Antibacterial and anti‐biofilm of epsilon‐poly‐lysine hydrochloride on Listeria monocytogenes and its application on refrigerated beef.

The aim of this study was to investigate the antibacterial characteristics and anti‐biofilm ability of epsilon‐poly‐lysine hydrochloride (ε‐PLH) against Listeria monocytogenes. Minimum inhibitory concentration of ε‐PLH against L. monocytogenes was 16 μg/ml. Scanning electron microscopy showed that ε‐PLH damaged the morphology of tested bacterial cells. The decrease in cell metabolic activity and two intracellular enzymes of β‐galactosidase and ATPase, and the increase of electrical conductivity, protein, and absorbance at 260 nm in the treated suspension indicated that cell membranes were broken by ε‐PLH, which caused leakage of ions and intracellular materials of L. monocytogenes. Moreover, ε‐PLH at maximum sublethal concentration significantly repressed the biofilm formation, exopolysaccharide production, and cell adhesion, which was consistent with the reduction of swimming and AI‐2 activity.
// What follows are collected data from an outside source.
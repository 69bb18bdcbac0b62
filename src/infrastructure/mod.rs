//! Infrastructure layer implementing the interfaces defined by the domain layer.
//!
//! # Modules
//!
//! - [`persistence`] - In-memory repository implementation

pub mod persistence;
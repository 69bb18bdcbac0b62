//! Repository trait definitions for the domain layer.
//!
//! Traits define the data-access contract; the implementation lives in
//! `crate::infrastructure::persistence`. Mock implementations are generated via
//! `mockall` for service tests.
//!
//! # Available Repositories
//!
//! - [`PublisherRepository`] - Publisher CRUD
//! - [`DomainRepository`] - Domain CRUD under an owning publisher

pub mod domain_repository;
pub mod publisher_repository;

pub use domain_repository::DomainRepository;
pub use publisher_repository::PublisherRepository;

#[cfg(test)]
pub use domain_repository::MockDomainRepository;
#[cfg(test)]
pub use publisher_repository::MockPublisherRepository;
//! Business logic services for the application layer.

pub mod domain_service;
pub mod publisher_service;

pub use domain_service::DomainService;
pub use publisher_service::PublisherService;
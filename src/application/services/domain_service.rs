//! Domain management service.

use crate::domain::entities::{Domain, NewDomain, UpdateDomain};
use crate::domain::repositories::DomainRepository;
use crate::error::AppError;
use std::sync::Arc;

/// Service for managing the domains owned by publishers.
///
/// Field rules (non-empty name, non-negative counts) are checked when request
/// bodies are parsed; the repository enforces existence and system-wide name
/// uniqueness.
pub struct DomainService<R: DomainRepository> {
    repository: Arc<R>,
}

impl<R: DomainRepository> DomainService<R> {
    /// Creates a new domain service.
    pub fn new(repository: Arc<R>) -> Self {
        Self { repository }
    }

    /// Adds a domain to a publisher.
    ///
    /// # Errors
    ///
    /// Returns [`AppError::NotFound`] if the publisher does not exist.
    /// Returns [`AppError::Conflict`] if the domain name is already registered.
    pub async fn create_domain(
        &self,
        publisher: &str,
        new_domain: NewDomain,
    ) -> Result<Domain, AppError> {
        let domain = self.repository.create_domain(publisher, new_domain).await?;
        tracing::info!(
            publisher = %publisher,
            domain = %domain.domain,
            id = domain.id,
            "Domain created"
        );
        Ok(domain)
    }

    /// Merges a partial update into an existing domain.
    ///
    /// # Errors
    ///
    /// Returns [`AppError::NotFound`] if the publisher or domain does not exist.
    /// Returns [`AppError::Duplicate`] if the new name is used by another domain.
    pub async fn update_domain(
        &self,
        publisher: &str,
        domain: &str,
        update: UpdateDomain,
    ) -> Result<Domain, AppError> {
        let updated = self
            .repository
            .update_domain(publisher, domain, update)
            .await?;
        tracing::info!(
            publisher = %publisher,
            domain = %updated.domain,
            id = updated.id,
            "Domain updated"
        );
        Ok(updated)
    }

    /// Removes a domain from its publisher.
    ///
    /// # Errors
    ///
    /// Returns [`AppError::NotFound`] if the publisher or domain does not exist.
    pub async fn delete_domain(&self, publisher: &str, domain: &str) -> Result<(), AppError> {
        let removed = self.repository.delete_domain(publisher, domain).await?;
        tracing::info!(
            publisher = %publisher,
            domain = %removed.domain,
            id = removed.id,
            "Domain deleted"
        );
        Ok(())
    }
}
//! DTOs for health check endpoint.

use serde::Serialize;

/// Health check response with component status.
#[derive(Debug, Serialize)]
pub struct HealthResponse {
    pub status: String,
    pub version: String,
    pub uptime_seconds: i64,
    pub checks: HealthChecks,
}

/// Health status for each system component.
#[derive(Debug, Serialize)]
pub struct HealthChecks {
    pub store: CheckStatus,
}

/// Individual component health status.
#[derive(Debug, Serialize)]
pub struct CheckStatus {
    pub status: String,

    #[serde(skip_serializing_if = "Option::is_none")]
    pub message: Option<String>,
}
Finally, ε‐PLH was applied to preserve refrigerated beef steak and showed the remarkable anti‐listerial activity and improvement of sensory quality. Practical applications: Listeria monocytogenes is a foodborne pathogen that can cause invasive severe human cases of listeriosis. Although initial contamination levels in foods are usually low, the ability of these bacteria to survive and multiply at low temperatures allows it to reach levels high enough to cause disease. Furthermore, biofilm cells of L. monocytogenes are more resistant to cleaning and disinfectants than planktonic cells, leading to their survival for lengthy periods in food processing plant environment. Moreover, epsilon‐poly‐lysine hydrochloride (ε‐PLH) as homopolymer of epsilon‐poly‐lysine (ε‐PL) becomes currently the main product due to lower price and more stable during storage compared with ε‐PL. At present, ε‐PL with antimicrobial properties is well documented, however, there is little research on the effect of ε‐PLH on the planktonic and biofilm cells of L. monocytogenes. This work may provide a reference for the development of new efficient and economic preservatives in controlling L. monocytogenes in the meat processing industry. [ABSTRACT FROM AUTHOR]